EXERCISE INSTRUCTIONS ::
Would you output the entries below only from the line containing "input.sample(&mut self.sampler, &mut" through the line containing "self.session.disconnect(reason);", exactly as they stand and with both ends included?
[MATERIAL TO PROCESS]
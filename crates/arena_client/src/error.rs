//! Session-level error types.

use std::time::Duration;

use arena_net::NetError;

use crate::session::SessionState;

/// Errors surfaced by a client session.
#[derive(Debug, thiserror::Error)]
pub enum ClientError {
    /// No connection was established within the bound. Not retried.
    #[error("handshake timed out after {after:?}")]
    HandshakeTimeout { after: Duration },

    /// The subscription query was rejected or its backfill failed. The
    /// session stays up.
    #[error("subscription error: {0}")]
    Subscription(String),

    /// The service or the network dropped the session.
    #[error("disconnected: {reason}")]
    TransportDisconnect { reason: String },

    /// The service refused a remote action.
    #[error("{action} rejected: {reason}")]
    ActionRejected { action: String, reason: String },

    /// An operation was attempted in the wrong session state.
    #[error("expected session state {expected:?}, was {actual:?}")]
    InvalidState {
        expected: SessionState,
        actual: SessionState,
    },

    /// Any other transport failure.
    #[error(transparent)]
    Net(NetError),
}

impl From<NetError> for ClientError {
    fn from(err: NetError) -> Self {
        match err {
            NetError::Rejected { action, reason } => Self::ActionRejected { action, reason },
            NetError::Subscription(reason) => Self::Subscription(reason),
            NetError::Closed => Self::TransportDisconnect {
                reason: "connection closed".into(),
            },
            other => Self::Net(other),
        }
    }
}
[/MATERIAL TO PROCESS]
[MATERIAL TO PROCESS]
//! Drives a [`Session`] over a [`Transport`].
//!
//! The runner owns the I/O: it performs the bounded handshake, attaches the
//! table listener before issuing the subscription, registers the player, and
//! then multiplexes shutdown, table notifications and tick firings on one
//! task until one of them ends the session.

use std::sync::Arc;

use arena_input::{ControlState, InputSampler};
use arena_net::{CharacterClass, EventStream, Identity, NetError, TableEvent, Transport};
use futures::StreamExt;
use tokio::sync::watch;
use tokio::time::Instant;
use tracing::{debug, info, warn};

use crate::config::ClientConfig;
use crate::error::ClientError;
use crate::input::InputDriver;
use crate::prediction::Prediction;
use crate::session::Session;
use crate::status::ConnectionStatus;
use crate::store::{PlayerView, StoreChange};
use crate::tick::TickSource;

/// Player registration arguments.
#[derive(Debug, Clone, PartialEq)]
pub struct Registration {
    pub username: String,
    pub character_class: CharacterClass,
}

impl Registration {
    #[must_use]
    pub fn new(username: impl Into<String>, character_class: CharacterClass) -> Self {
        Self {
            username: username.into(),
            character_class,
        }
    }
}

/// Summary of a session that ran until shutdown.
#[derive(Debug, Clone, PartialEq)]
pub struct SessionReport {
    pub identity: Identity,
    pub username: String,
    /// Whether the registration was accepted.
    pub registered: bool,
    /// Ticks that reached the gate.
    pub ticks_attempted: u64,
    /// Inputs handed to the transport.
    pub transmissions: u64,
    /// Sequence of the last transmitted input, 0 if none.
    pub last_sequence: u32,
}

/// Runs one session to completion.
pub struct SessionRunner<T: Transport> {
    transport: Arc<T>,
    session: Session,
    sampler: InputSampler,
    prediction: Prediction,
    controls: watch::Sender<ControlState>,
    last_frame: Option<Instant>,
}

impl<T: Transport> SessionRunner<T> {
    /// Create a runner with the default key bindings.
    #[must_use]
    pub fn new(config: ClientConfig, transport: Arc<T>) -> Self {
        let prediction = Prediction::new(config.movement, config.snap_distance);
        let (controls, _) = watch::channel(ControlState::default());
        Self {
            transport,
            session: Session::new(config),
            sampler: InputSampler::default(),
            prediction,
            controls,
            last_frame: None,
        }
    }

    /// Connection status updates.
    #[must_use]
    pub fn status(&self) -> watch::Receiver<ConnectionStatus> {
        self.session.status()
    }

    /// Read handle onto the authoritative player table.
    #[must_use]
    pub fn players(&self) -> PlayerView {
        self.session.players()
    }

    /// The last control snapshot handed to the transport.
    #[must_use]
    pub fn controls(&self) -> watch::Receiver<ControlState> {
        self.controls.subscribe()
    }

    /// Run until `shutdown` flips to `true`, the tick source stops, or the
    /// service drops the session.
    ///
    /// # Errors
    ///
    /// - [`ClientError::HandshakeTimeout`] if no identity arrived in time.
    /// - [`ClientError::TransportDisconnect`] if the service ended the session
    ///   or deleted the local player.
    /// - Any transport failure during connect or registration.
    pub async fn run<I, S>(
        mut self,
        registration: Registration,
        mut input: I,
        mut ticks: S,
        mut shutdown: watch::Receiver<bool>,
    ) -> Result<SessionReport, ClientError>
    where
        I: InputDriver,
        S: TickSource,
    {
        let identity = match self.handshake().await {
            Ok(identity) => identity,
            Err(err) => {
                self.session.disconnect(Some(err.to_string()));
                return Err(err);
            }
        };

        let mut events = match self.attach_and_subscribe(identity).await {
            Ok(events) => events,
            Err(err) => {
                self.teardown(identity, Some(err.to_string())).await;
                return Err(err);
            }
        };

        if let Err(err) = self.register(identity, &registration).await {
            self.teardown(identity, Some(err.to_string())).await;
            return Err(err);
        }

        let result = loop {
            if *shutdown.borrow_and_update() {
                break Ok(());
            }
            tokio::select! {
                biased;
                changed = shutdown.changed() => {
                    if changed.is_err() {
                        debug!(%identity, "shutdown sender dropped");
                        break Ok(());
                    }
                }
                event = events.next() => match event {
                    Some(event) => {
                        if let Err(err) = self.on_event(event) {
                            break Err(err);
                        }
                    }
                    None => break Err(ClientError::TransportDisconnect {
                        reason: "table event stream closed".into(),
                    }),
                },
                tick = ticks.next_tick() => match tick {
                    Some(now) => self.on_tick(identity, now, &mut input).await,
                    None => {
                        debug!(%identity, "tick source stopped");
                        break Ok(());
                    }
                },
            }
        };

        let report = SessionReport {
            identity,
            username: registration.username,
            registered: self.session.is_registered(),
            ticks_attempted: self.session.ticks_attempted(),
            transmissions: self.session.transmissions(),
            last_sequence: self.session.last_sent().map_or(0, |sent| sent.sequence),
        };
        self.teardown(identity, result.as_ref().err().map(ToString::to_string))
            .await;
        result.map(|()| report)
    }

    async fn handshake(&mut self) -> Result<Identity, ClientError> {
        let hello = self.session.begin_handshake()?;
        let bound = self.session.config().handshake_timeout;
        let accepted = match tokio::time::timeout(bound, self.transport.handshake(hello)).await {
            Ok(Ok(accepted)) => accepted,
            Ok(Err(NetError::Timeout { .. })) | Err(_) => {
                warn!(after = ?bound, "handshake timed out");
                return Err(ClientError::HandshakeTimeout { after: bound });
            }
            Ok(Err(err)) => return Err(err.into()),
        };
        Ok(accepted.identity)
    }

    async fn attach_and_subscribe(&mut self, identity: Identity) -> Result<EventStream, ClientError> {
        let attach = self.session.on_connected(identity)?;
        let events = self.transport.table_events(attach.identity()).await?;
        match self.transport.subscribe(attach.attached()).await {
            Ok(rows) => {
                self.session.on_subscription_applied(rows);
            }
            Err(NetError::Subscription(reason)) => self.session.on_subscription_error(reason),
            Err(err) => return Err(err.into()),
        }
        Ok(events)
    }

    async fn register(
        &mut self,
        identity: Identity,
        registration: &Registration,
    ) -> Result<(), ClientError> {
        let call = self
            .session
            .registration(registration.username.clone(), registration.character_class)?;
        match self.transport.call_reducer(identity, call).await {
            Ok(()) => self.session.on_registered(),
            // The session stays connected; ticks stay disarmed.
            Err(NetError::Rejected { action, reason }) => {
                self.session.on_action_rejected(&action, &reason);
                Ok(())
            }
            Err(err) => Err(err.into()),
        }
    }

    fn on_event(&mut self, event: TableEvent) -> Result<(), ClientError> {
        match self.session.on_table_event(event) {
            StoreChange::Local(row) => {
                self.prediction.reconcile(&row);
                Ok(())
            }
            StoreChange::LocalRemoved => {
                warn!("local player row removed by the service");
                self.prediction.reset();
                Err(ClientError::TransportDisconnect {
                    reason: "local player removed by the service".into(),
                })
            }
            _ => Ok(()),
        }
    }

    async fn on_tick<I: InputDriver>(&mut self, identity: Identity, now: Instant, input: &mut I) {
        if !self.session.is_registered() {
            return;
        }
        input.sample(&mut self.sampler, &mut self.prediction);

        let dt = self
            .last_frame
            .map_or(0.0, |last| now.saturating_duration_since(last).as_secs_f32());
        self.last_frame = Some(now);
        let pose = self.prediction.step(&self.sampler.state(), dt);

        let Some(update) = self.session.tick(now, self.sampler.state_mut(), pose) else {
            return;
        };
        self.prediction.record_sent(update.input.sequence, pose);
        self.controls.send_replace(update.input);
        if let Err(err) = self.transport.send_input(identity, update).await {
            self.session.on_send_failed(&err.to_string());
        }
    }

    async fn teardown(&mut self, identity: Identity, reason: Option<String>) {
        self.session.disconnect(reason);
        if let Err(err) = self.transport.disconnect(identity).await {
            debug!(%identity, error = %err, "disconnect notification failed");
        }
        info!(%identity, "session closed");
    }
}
[/MATERIAL TO PROCESS]
OUTPUT BELOW ::
        input.sample(&mut self.sampler, &mut self.prediction);

        let dt = self
            .last_frame
            .map_or(0.0, |last| now.saturating_duration_since(last).as_secs_f32());
        self.last_frame = Some(now);
        let pose = self.prediction.step(&self.sampler.state(), dt);

        let Some(update) = self.session.tick(now, self.sampler.state_mut(), pose) else {
            return;
        };
        self.prediction.record_sent(update.input.sequence, pose);
        self.controls.send_replace(update.input);
        if let Err(err) = self.transport.send_input(identity, update).await {
            self.session.on_send_failed(&err.to_string());
        }
    }

    async fn teardown(&mut self, identity: Identity, reason: Option<String>) {
        self.session.disconnect(reason);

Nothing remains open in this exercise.